◆ Work instruction: Whenever the word "IndexArgs" appears in a line of the data below, copy that line.

◆ Data provided:
//! leakdex - credential-leak corpus curator
//!
//! Main entry point for the command-line application.

use clap::Parser;
use std::path::{Path, PathBuf};
use std::process;
use std::sync::Arc;

use leakdex::bloom::BloomFilter;
use leakdex::cli::{AutoArgs, BloomArgs, Cli, Command, IndexArgs, NormalizeArgs, SearchArgs, SortArgs};
use leakdex::dedup::run_dedup;
use leakdex::index::{entry_count, IndexStats, Indexer};
use leakdex::normalize::Normalizer;
use leakdex::pipeline::{self, AutoConfig, BloomConfig};
use leakdex::search::Searcher;
use leakdex::sorter::{ExternalSorter, SortConfig, DEFAULT_FAN_IN};
use leakdex::status::{self, format_number, CurationStats};

fn main() {
    let cli = Cli::parse();

    // Set up logging
    if cli.verbose {
        std::env::set_var("RUST_LOG", "debug");
    } else if !cli.quiet {
        std::env::set_var("RUST_LOG", "info");
    }
    env_logger::init();

    if let Err(e) = run(cli) {
        status::print_warn(&format!("{}", e));

        // Print chain of errors
        let mut source = e.source();
        while let Some(err) = source {
            status::print_warn(&format!("  Caused by: {}", err));
            source = err.source();
        }

        process::exit(1);
    }
}

fn run(cli: Cli) -> anyhow::Result<()> {
    match cli.command {
        Some(Command::Normalize(args)) => cmd_normalize(args, cli.quiet),
        Some(Command::Bloom(args)) => cmd_bloom(args, cli.quiet),
        Some(Command::Index(args)) => cmd_index(args, cli.quiet),
        Some(Command::Sort(args)) => cmd_sort(args, cli.quiet),
        Some(Command::Search(args)) => cmd_search(args, cli.verbose),
        Some(Command::Auto(args)) => cmd_auto(args, cli.quiet),
        // No subcommand: the root invocation runs the pipeline.
        None => cmd_auto(cli.auto, cli.quiet),
    }
}

fn cmd_normalize(args: NormalizeArgs, quiet: bool) -> anyhow::Result<()> {
    let stats = CurationStats::new();
    let mut normalizer = Normalizer::new(
        args.format,
        &args.output,
        args.append,
        args.skip_prefix,
        args.skip_suffix,
    )?;
    if !quiet {
        status::print_info(&format!(
            "Normalizing {:?} into {:?}",
            args.target, args.output
        ));
    }
    normalizer.run(&args.target, args.recursive, &stats)?;
    if !quiet {
        stats.print_summary();
    }
    Ok(())
}

fn cmd_bloom(args: BloomArgs, quiet: bool) -> anyhow::Result<()> {
    let filter = match &args.filter_load {
        Some(path) => {
            if !quiet {
                status::print_info(&format!("Loading bloom filter from {:?}", path));
            }
            Arc::new(BloomFilter::load(
                path,
                BloomFilter::bits_for_size_gb(args.filter_size),
                args.filter_hashes,
            )?)
        }
        None => Arc::new(BloomFilter::with_size_gb(
            args.filter_size,
            args.filter_hashes,
        )?),
    };
    if !quiet {
        status::print_info(&format!(
            "Deduplicating {:?} with a {} filter ({} hashes), {} worker(s)",
            args.json,
            bytesize::ByteSize(filter.memory_usage() as u64),
            filter.hashes(),
            args.workers
        ));
    }

    let stats = CurationStats::new();
    let progress = if quiet {
        None
    } else {
        let total = std::fs::metadata(&args.json).map(|m| m.len()).unwrap_or(0);
        Some(status::create_bytes_progress_bar(total, "deduplicating"))
    };
    run_dedup(
        &args.json,
        &args.output,
        args.append,
        Arc::clone(&filter),
        args.workers,
        &stats,
        |_, _| {
            if let Some(pb) = &progress {
                pb.set_position(stats.bytes.load(std::sync::atomic::Ordering::Relaxed));
            }
            Ok(())
        },
    )?;
    if let Some(pb) = progress {
        pb.finish_and_clear();
    }

    if let Some(path) = &args.filter_save {
        filter.save(path)?;
        if !quiet {
            status::print_info(&format!(
                "Saved bloom filter ({} keys) to {:?}",
                format_number(filter.inserted()),
                path
            ));
        }
    }
    if !quiet {
        stats.print_summary();
        status::print_success(&format!("Deduplicated store written to {:?}", args.output));
    }
    Ok(())
}

fn cmd_index(args: IndexArgs, quiet: bool) -> anyhow::Result<()> {
    let temp_dir = resolve_temp(&args.temp, &args.output);
    let stats = IndexStats::new();
    let indexer = Indexer::new(args.key, args.workers, temp_dir)?;
    if !quiet {
        status::print_info(&format!(
            "Indexing {:?} by {} with {} worker(s)",
            args.json,
            args.key.name(),
            args.workers
        ));
    }
    let shards = indexer.index_store(&args.json, &stats)?;
    concat_shards(&shards, &args.output)?;
    if !args.no_cleanup {
        for shard in &shards {
            if let Err(err) = std::fs::remove_file(shard) {
                log::warn!("failed to remove shard {:?}: {}", shard, err);
            }
        }
    }
    if !quiet {
        use std::sync::atomic::Ordering;
        status::print_success(&format!(
            "Indexed {} entries into {:?} ({} malformed skipped)",
            format_number(stats.indexed.load(Ordering::Relaxed)),
            args.output,
            format_number(stats.malformed.load(Ordering::Relaxed))
        ));
    }
    Ok(())
}

/// Stitch per-worker shards into one unsorted index file.
fn concat_shards(shards: &[PathBuf], output: &Path) -> anyhow::Result<()> {
    use anyhow::Context;
    let mut out = std::io::BufWriter::new(
        std::fs::File::create(output)
            .with_context(|| format!("failed to create index file {:?}", output))?,
    );
    for shard in shards {
        let mut reader = std::fs::File::open(shard)
            .with_context(|| format!("failed to open shard {:?}", shard))?;
        std::io::copy(&mut reader, &mut out)
            .with_context(|| format!("failed to append shard {:?}", shard))?;
    }
    use std::io::Write;
    out.flush()?;
    Ok(())
}

fn cmd_sort(args: SortArgs, quiet: bool) -> anyhow::Result<()> {
    let temp_dir = resolve_temp(&args.temp, &args.output);
    let mut sorter = ExternalSorter::new(SortConfig {
        max_memory: args.max_memory * 1024 * 1024,
        workers: args.workers,
        temp_dir,
        verify: args.check,
        cleanup: !args.no_cleanup,
        fan_in: DEFAULT_FAN_IN,
    })?;
    if !quiet {
        let total: u64 = args
            .index
            .iter()
            .map(|p| entry_count(p).unwrap_or(0))
            .sum();
        status::print_info(&format!(
            "Sorting {} entries from {} file(s) under a {} MB ceiling",
            format_number(total),
            args.index.len(),
            args.max_memory
        ));
    }
    let spinner = (!quiet).then(|| status::create_spinner("sorting"));
    let summary = sorter.sort(&args.index, &args.output)?;
    if let Some(pb) = spinner {
        pb.finish_and_clear();
    }
    if !quiet {
        status::print_success(&format!(
            "Sorted {} entries into {:?} ({} chunks, {} merge passes)",
            format_number(summary.entries),
            args.output,
            summary.chunks,
            summary.merge_passes
        ));
    }
    Ok(())
}

fn cmd_search(args: SearchArgs, verbose: bool) -> anyhow::Result<()> {
    let mut searcher = Searcher::open(&args.index, &args.json, args.key)?;
    let (hits, stats) = searcher.find(&args.value)?;
    if hits.is_empty() {
        status::print_info(&format!("No records match {:?}", args.value));
    }
    for hit in &hits {
        println!("{}", serde_json::to_string(&hit.record)?);
    }
    if verbose {
        status::print_debug(&format!(
            "{} hit(s), {} comparison(s), {} seek(s)",
            hits.len(),
            stats.comparisons,
            stats.seeks
        ));
    }
    Ok(())
}

fn cmd_auto(args: AutoArgs, quiet: bool) -> anyhow::Result<()> {
    if args.generate {
        println!("{}", serde_json::to_string_pretty(&AutoConfig::template())?);
        return Ok(());
    }

    let config = match &args.conf {
        Some(path) => AutoConfig::load(path)?,
        None => config_from_flags(&args)?,
    };

    let stats = CurationStats::new();
    let summary = pipeline::run_pipeline(&config, &stats)?;
    if !quiet {
        stats.print_summary();
        for (key, path) in &summary.indexes {
            status::print_info(&format!("{} index: {:?}", key.name(), path));
        }
        status::print_success(&format!(
            "Curated {} unique records into {:?} ({} duplicates dropped)",
            format_number(summary.unique),
            summary.store,
            format_number(summary.duplicates)
        ));
    }
    Ok(())
}

fn config_from_flags(args: &AutoArgs) -> anyhow::Result<AutoConfig> {
    let (Some(input), Some(output_dir)) = (args.json.clone(), args.output.clone()) else {
        anyhow::bail!("auto requires --json and --output when no config file is given");
    };
    let config = AutoConfig {
        input,
        output_dir,
        normalize: None,
        keys: args.keys.clone(),
        bloom: BloomConfig {
            workers: args.workers_bloom,
            filter_size_gb: args.filter_size,
            filter_hashes: args.filter_hashes,
            filter_load: args.filter_load.clone(),
            filter_save: args.filter_save.clone(),
        },
        index_workers: args.workers_index,
        sort_workers: args.workers_sort,
        max_memory_mb: args.max_memory,
        temp_dir: args.temp.clone(),
        cleanup: !args.no_cleanup,
        verify: args.check,
    };
    config.validate()?;
    Ok(config)
}

/// Temp files default to living next to the output.
fn resolve_temp(temp: &Option<PathBuf>, output: &Path) -> PathBuf {
    match temp {
        Some(dir) => dir.clone(),
        None => output
            .parent()
            .filter(|p| !p.as_os_str().is_empty())
            .map(Path::to_path_buf)
            .unwrap_or_else(|| PathBuf::from(".")),
    }
}
impl ExternalSorter {
    pub fn new(config: SortConfig) -> Result<Self> {
        if config.max_memory == 0 {
            anyhow::bail!("sort memory ceiling must be positive");
        }
        if config.workers == 0 {
            anyhow::bail!("sort worker count must be positive");
        }
        if config.fan_in < 2 {
            anyhow::bail!("merge fan-in must be at least 2");
        }
        let pool = rayon::ThreadPoolBuilder::new()
            .num_threads(config.workers)
            .build()
            .context("failed to build sort worker pool")?;
        Ok(Self {
            config,
            pool,
            run_counter: 0,
        })
    }

    /// Sort the concatenation of `inputs` (in the given order) into `output`.
    pub fn sort(&mut self, inputs: &[PathBuf], output: &Path) -> Result<SortSummary> {
        let mut summary = SortSummary::default();

        let runs = self.write_sorted_runs(inputs, &mut summary)?;
        log::debug!(
            "{} entries in {} sorted runs, merging with fan-in {}",
            summary.entries,
            runs.len(),
            self.config.fan_in
        );

        self.merge_all(runs, output, &mut summary)?;

        if self.config.verify {
            verify_sorted(output, summary.entries)?;
        }
        Ok(summary)
    }

    /// Chunk phase: read entries up to the memory ceiling, stable-sort each
    /// chunk across the worker pool, write it as a temp run. Runs are
    /// numbered in creation order; that order carries input order for the
    /// stability guarantee.
    fn write_sorted_runs(
        &mut self,
        inputs: &[PathBuf],
        summary: &mut SortSummary,
    ) -> Result<Vec<PathBuf>> {
        let chunk_capacity = ((self.config.max_memory as usize) / PER_ENTRY_COST).max(16);
        let mut runs = Vec::new();
        let mut chunk: Vec<IndexEntry> = Vec::with_capacity(chunk_capacity);

        for input in inputs {
            let file = File::open(input)
                .with_context(|| format!("failed to open index input {:?}", input))?;
            let mut reader = BufReader::with_capacity(1 << 20, file);
            while let Some(entry) = read_entry(&mut reader)
                .with_context(|| format!("failed to read index input {:?}", input))?
            {
                chunk.push(entry);
                summary.entries += 1;
                if chunk.len() >= chunk_capacity {
                    runs.push(self.flush_chunk(&mut chunk)?);
                    summary.chunks += 1;
                }
            }
        }
        if !chunk.is_empty() {
            runs.push(self.flush_chunk(&mut chunk)?);
            summary.chunks += 1;
        }
        Ok(runs)
    }

    fn flush_chunk(&mut self, chunk: &mut Vec<IndexEntry>) -> Result<PathBuf> {
        // par_sort_by is a stable sort; equal keys keep input order.
        self.pool
            .install(|| chunk.par_sort_by(|a, b| a.key.cmp(&b.key)));

        let (path, file) = self.create_run_file()?;
        let mut writer = BufWriter::with_capacity(1 << 20, file);
        let mut buf = [0u8; ENTRY_WIDTH];
        for entry in chunk.iter() {
            entry.encode(&mut buf);
            writer
                .write_all(&buf)
                .with_context(|| format!("failed to write run file {:?}", path))?;
        }
        writer.flush()?;
        chunk.clear();
        Ok(path)
    }

    /// Create a uniquely named run file. A name collision (stale file from
    /// another process in a shared temp dir) is retried with the next name.
    fn create_run_file(&mut self) -> Result<(PathBuf, File)> {
        loop {
            let path = self.config.temp_dir.join(format!(
                "leakdex-{}-run-{:06}.tmp",
                std::process::id(),
                self.run_counter
            ));
            self.run_counter += 1;
            match OpenOptions::new().write(true).create_new(true).open(&path) {
                Ok(file) => return Ok((path, file)),
                Err(err) if err.kind() == ErrorKind::AlreadyExists => {
                    log::debug!("run file {:?} exists, retrying with next name", path);
                }
                Err(err) => {
                    return Err(err)
                        .with_context(|| format!("failed to create run file {:?}", path));
                }
            }
        }
    }

    /// Merge phase: repeatedly merge batches of up to `fan_in` runs, in run
    /// order, until everything fits one final merge into `output`.
    fn merge_all(
        &mut self,
        mut runs: Vec<PathBuf>,
        output: &Path,
        summary: &mut SortSummary,
    ) -> Result<()> {
        if runs.is_empty() {
            // No entries at all still yields a (valid, empty) sorted file.
            File::create(output)
                .with_context(|| format!("failed to create sorted output {:?}", output))?;
            return Ok(());
        }

        while runs.len() > self.config.fan_in {
            summary.merge_passes += 1;
            let mut next = Vec::with_capacity(runs.len().div_ceil(self.config.fan_in));
            for batch in runs.chunks(self.config.fan_in) {
                let (path, file) = self.create_run_file()?;
                let mut writer = BufWriter::with_capacity(1 << 20, file);
                merge_runs(batch, &mut writer)?;
                writer.flush()?;
                next.push(path);
            }
            if self.config.cleanup {
                remove_runs(&runs);
            }
            runs = next;
        }

        summary.merge_passes += 1;
        let file = File::create(output)
            .with_context(|| format!("failed to create sorted output {:?}", output))?;
        let mut writer = BufWriter::with_capacity(1 << 20, file);
        merge_runs(&runs, &mut writer)?;
        writer.flush()?;
        if self.config.cleanup {
            remove_runs(&runs);
        }
        Ok(())
    }
}
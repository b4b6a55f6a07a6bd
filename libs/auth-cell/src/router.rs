use std::sync::Arc;

use axum::{
    middleware,
    routing::{get, post},
    Router,
};

use shared_config::AppConfig;
use shared_utils::extractor::auth_middleware;

use crate::handlers;

pub fn auth_routes(state: Arc<AppConfig>) -> Router {
    let public_routes = Router::new()
        .route("/register", post(handlers::register))
        .route("/login", post(handlers::login));

    let protected_routes = Router::new()
        .route("/me", get(handlers::me))
        .layer(middleware::from_fn_with_state(state.clone(), auth_middleware));

    Router::new()
        .merge(public_routes)
        .merge(protected_routes)
        .with_state(state)
}
pub mod handlers;
pub mod models;
pub mod router;
pub mod services;

pub use models::{QuestionnaireError, SubmitQuestionnaireRequest};
pub use router::questionnaire_routes;
pub use services::previsit::QuestionnaireService;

◆ Solution for this problem:
use leakdex::cli::{AutoArgs, BloomArgs, Cli, Command, IndexArgs, NormalizeArgs, SearchArgs, SortArgs};
fn cmd_index(args: IndexArgs, quiet: bool) -> anyhow::Result<()> {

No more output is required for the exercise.